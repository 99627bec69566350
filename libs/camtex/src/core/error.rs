// Copyright (c) 2025 Jonathan Fontanez
// SPDX-License-Identifier: BUSL-1.1

use thiserror::Error;

use crate::core::capture::CameraFacing;

#[derive(Error, Debug)]
pub enum CameraError {
    #[error("Camera permission denied")]
    PermissionDenied,

    #[error("Platform unsupported: {0}")]
    PlatformUnsupported(String),

    #[error("Invalid mode: {0}")]
    InvalidMode(String),

    #[error("No {0} camera found")]
    CameraNotFound(CameraFacing),

    #[error("GL context creation failed: {0}")]
    ContextCreationFailed(String),

    #[error("GL context switch failed: {0}")]
    ContextSwitchFailed(String),

    #[error("Camera session is already open")]
    AlreadyOpen,

    #[error("Camera session is not open")]
    NotOpen,

    #[error("Invalid texture dimensions {width}x{height}")]
    InvalidDimensions { width: u32, height: u32 },

    #[error("Capture operation failed: {0}")]
    Capture(String),

    #[error("GPU operation failed: {0}")]
    Gpu(String),

    #[error("Invalid configuration: {0}")]
    Configuration(String),

    #[error("IO error: {0}")]
    Io(#[from] std::io::Error),

    #[error(transparent)]
    Other(#[from] anyhow::Error),
}

impl CameraError {
    /// Errors after which the open session must not be used again. The caller
    /// is expected to `close()`.
    pub fn is_fatal(&self) -> bool {
        matches!(
            self,
            Self::ContextSwitchFailed(_) | Self::ContextCreationFailed(_)
        )
    }
}

pub type Result<T> = std::result::Result<T, CameraError>;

ASSIGNMENT: Transcribe each record exactly. Leave nothing out.

WORKED SOLUTION:
repository 99627bec69566350
filename libs/camtex/src/core/error.rs
// Copyright (c) 2025 Jonathan Fontanez
// SPDX-License-Identifier: BUSL-1.1

use thiserror::Error;

use crate::core::capture::CameraFacing;

#[derive(Error, Debug)]
pub enum CameraError {
    #[error("Camera permission denied")]
    PermissionDenied,

    #[error("Platform unsupported: {0}")]
    PlatformUnsupported(String),

    #[error("Invalid mode: {0}")]
    InvalidMode(String),

    #[error("No {0} camera found")]
    CameraNotFound(CameraFacing),

    #[error("GL context creation failed: {0}")]
    ContextCreationFailed(String),

    #[error("GL context switch failed: {0}")]
    ContextSwitchFailed(String),

    #[error("Camera session is already open")]
    AlreadyOpen,

    #[error("Camera session is not open")]
    NotOpen,

    #[error("Invalid texture dimensions {width}x{height}")]
    InvalidDimensions { width: u32, height: u32 },

    #[error("Capture operation failed: {0}")]
    Capture(String),

    #[error("GPU operation failed: {0}")]
    Gpu(String),

    #[error("Invalid configuration: {0}")]
    Configuration(String),

    #[error("IO error: {0}")]
    Io(#[from] std::io::Error),

    #[error(transparent)]
    Other(#[from] anyhow::Error),
}

impl CameraError {
    /// Errors after which the open session must not be used again. The caller
    /// is expected to `close()`.
    pub fn is_fatal(&self) -> bool {
        matches!(
            self,
            Self::ContextSwitchFailed(_) | Self::ContextCreationFailed(_)
        )
    }
}

pub type Result<T> = std::result::Result<T, CameraError>;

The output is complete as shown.